WORK REQUEST:
Only the lines from the one containing "and its legend." through the one containing "slice, in percent." should be printed, exactly as they appear below, with both ends included.

GIVEN ENTRIES:
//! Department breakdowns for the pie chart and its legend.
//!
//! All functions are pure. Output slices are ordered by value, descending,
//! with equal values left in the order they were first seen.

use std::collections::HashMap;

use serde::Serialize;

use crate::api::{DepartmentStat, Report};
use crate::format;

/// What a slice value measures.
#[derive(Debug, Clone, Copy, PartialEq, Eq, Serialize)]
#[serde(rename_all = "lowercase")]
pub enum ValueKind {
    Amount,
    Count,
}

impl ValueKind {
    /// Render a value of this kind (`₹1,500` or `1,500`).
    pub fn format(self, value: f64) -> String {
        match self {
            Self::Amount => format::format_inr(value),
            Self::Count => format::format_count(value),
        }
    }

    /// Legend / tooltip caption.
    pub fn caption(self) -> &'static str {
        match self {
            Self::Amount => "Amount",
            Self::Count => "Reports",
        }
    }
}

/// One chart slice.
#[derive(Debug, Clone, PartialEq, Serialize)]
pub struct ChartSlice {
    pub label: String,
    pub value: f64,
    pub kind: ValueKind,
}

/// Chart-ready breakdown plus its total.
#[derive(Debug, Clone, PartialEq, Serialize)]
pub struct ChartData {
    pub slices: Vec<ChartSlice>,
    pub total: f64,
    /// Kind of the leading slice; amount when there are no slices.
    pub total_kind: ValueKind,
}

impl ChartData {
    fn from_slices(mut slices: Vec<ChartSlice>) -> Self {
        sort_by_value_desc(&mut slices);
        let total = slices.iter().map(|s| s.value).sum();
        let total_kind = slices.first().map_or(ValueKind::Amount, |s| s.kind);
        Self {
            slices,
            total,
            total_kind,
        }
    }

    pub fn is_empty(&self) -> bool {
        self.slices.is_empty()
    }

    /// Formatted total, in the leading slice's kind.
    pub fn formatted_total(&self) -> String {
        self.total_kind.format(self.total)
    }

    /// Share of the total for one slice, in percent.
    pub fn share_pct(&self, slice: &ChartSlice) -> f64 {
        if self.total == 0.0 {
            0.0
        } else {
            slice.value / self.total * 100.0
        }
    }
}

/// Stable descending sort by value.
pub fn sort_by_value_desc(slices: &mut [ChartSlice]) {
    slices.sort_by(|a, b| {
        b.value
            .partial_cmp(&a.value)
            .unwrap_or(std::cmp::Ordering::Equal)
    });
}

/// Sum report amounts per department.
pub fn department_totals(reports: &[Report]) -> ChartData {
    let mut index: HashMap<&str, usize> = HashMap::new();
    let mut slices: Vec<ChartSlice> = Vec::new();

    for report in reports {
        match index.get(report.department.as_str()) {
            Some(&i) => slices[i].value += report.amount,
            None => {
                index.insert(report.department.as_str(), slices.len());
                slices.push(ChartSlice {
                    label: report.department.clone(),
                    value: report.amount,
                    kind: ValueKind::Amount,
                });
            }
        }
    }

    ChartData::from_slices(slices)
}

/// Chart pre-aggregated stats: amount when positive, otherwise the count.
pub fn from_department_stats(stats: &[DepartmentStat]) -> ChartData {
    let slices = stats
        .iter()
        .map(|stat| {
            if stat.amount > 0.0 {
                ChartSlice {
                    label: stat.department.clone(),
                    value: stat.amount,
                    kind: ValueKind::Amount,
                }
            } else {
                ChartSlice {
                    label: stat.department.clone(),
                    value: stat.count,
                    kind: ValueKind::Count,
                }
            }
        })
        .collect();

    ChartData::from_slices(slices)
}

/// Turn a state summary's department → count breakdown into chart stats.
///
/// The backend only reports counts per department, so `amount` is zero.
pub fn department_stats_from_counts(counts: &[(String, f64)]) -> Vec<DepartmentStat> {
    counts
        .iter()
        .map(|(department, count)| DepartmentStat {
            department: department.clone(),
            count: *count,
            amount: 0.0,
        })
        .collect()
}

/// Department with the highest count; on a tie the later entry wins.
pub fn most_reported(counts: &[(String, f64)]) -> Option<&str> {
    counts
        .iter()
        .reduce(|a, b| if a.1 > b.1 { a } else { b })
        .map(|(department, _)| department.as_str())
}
==
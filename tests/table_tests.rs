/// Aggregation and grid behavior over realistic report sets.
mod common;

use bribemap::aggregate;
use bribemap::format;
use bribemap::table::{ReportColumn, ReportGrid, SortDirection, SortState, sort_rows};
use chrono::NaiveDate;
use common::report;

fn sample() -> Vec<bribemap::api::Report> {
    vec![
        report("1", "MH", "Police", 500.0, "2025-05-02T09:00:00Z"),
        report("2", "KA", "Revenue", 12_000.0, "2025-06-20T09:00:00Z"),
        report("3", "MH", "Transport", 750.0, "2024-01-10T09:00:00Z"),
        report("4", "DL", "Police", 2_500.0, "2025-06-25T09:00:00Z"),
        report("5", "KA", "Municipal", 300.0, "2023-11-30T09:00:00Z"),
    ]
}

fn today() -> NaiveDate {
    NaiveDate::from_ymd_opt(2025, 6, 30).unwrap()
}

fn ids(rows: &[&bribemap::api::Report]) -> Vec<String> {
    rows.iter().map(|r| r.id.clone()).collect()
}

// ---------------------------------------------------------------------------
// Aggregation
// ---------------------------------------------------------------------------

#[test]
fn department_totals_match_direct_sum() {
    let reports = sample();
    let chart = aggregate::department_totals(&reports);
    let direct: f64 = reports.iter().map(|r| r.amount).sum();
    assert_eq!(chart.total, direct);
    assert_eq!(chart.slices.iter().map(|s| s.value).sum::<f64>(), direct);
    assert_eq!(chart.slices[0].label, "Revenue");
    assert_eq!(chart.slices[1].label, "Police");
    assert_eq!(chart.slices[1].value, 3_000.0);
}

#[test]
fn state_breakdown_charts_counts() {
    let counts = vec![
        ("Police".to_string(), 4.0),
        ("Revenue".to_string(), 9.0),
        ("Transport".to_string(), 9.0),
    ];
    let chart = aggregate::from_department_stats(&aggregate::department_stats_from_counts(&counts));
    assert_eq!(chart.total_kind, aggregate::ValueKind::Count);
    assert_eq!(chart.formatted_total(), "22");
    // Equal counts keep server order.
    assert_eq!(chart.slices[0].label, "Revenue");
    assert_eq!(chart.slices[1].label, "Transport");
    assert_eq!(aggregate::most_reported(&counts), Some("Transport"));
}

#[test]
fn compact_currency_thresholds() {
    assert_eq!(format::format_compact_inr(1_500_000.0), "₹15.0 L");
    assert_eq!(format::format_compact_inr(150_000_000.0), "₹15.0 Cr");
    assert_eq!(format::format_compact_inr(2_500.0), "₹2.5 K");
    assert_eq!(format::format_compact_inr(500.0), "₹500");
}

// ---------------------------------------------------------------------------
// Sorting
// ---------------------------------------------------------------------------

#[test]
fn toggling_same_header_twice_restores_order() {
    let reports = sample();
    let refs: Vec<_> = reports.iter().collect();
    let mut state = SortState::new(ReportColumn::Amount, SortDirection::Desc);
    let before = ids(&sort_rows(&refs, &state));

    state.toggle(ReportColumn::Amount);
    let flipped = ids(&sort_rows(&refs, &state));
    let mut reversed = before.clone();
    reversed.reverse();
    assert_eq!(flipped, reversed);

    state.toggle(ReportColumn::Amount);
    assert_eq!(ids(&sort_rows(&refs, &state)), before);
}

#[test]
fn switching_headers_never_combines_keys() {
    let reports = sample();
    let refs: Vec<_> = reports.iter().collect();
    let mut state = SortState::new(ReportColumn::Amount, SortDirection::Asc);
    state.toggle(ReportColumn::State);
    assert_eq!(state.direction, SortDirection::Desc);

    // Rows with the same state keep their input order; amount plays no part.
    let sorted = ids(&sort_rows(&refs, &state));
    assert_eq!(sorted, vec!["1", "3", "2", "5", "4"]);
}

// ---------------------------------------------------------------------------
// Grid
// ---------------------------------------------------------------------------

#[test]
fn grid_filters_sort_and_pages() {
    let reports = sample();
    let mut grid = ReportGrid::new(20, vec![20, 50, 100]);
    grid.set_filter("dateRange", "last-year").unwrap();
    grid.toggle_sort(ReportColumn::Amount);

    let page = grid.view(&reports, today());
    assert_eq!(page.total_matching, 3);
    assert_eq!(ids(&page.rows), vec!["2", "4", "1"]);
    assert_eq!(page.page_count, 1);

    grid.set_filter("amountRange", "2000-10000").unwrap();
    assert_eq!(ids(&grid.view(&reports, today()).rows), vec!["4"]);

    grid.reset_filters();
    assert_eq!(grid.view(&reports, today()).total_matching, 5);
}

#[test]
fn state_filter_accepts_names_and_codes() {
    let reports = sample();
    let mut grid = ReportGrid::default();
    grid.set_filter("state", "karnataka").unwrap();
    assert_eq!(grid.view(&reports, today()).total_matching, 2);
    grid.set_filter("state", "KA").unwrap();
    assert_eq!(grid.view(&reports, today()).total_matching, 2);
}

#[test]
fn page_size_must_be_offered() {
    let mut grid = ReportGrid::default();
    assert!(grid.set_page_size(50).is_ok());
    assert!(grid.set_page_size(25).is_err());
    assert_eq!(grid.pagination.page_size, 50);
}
--
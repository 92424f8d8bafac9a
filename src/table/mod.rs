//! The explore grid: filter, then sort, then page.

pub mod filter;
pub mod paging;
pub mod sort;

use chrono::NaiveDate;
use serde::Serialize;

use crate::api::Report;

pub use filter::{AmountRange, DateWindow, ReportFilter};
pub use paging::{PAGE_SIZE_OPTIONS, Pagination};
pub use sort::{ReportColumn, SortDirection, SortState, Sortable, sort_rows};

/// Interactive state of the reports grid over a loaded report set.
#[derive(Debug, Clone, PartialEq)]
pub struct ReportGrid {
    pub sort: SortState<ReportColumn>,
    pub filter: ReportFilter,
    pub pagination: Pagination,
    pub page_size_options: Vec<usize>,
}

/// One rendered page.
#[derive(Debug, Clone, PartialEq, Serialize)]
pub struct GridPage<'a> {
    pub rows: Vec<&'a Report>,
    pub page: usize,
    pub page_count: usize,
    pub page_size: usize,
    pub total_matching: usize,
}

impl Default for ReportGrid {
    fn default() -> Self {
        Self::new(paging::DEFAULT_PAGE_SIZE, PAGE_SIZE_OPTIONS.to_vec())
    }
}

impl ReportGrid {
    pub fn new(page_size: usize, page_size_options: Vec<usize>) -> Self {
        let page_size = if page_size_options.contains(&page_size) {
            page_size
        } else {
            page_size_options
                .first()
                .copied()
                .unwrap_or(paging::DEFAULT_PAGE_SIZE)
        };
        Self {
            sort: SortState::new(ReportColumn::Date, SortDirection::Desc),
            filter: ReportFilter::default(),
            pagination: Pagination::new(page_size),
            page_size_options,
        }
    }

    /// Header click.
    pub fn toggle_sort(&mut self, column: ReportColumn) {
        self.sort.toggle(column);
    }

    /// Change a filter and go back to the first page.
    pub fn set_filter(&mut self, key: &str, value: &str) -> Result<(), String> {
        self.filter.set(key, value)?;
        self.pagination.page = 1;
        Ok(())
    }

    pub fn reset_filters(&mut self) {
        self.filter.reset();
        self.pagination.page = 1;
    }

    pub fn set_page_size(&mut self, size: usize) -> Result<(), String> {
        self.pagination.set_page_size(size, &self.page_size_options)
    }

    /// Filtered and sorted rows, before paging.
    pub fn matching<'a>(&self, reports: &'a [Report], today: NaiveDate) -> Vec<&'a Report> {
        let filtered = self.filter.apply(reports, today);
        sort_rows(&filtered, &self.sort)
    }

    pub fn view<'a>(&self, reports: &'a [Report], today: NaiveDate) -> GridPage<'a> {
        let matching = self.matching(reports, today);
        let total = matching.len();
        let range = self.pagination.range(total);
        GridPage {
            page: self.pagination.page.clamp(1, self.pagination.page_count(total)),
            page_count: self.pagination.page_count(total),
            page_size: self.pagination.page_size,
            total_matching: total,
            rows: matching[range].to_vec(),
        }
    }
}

EXERCISE SOLUTION:
//! Department breakdowns for the pie chart and its legend.
//!
//! All functions are pure. Output slices are ordered by value, descending,
//! with equal values left in the order they were first seen.

use std::collections::HashMap;

use serde::Serialize;

use crate::api::{DepartmentStat, Report};
use crate::format;

/// What a slice value measures.
#[derive(Debug, Clone, Copy, PartialEq, Eq, Serialize)]
#[serde(rename_all = "lowercase")]
pub enum ValueKind {
    Amount,
    Count,
}

impl ValueKind {
    /// Render a value of this kind (`₹1,500` or `1,500`).
    pub fn format(self, value: f64) -> String {
        match self {
            Self::Amount => format::format_inr(value),
            Self::Count => format::format_count(value),
        }
    }

    /// Legend / tooltip caption.
    pub fn caption(self) -> &'static str {
        match self {
            Self::Amount => "Amount",
            Self::Count => "Reports",
        }
    }
}

/// One chart slice.
#[derive(Debug, Clone, PartialEq, Serialize)]
pub struct ChartSlice {
    pub label: String,
    pub value: f64,
    pub kind: ValueKind,
}

/// Chart-ready breakdown plus its total.
#[derive(Debug, Clone, PartialEq, Serialize)]
pub struct ChartData {
    pub slices: Vec<ChartSlice>,
    pub total: f64,
    /// Kind of the leading slice; amount when there are no slices.
    pub total_kind: ValueKind,
}

impl ChartData {
    fn from_slices(mut slices: Vec<ChartSlice>) -> Self {
        sort_by_value_desc(&mut slices);
        let total = slices.iter().map(|s| s.value).sum();
        let total_kind = slices.first().map_or(ValueKind::Amount, |s| s.kind);
        Self {
            slices,
            total,
            total_kind,
        }
    }

    pub fn is_empty(&self) -> bool {
        self.slices.is_empty()
    }

    /// Formatted total, in the leading slice's kind.
    pub fn formatted_total(&self) -> String {
        self.total_kind.format(self.total)
    }

    /// Share of the total for one slice, in percent.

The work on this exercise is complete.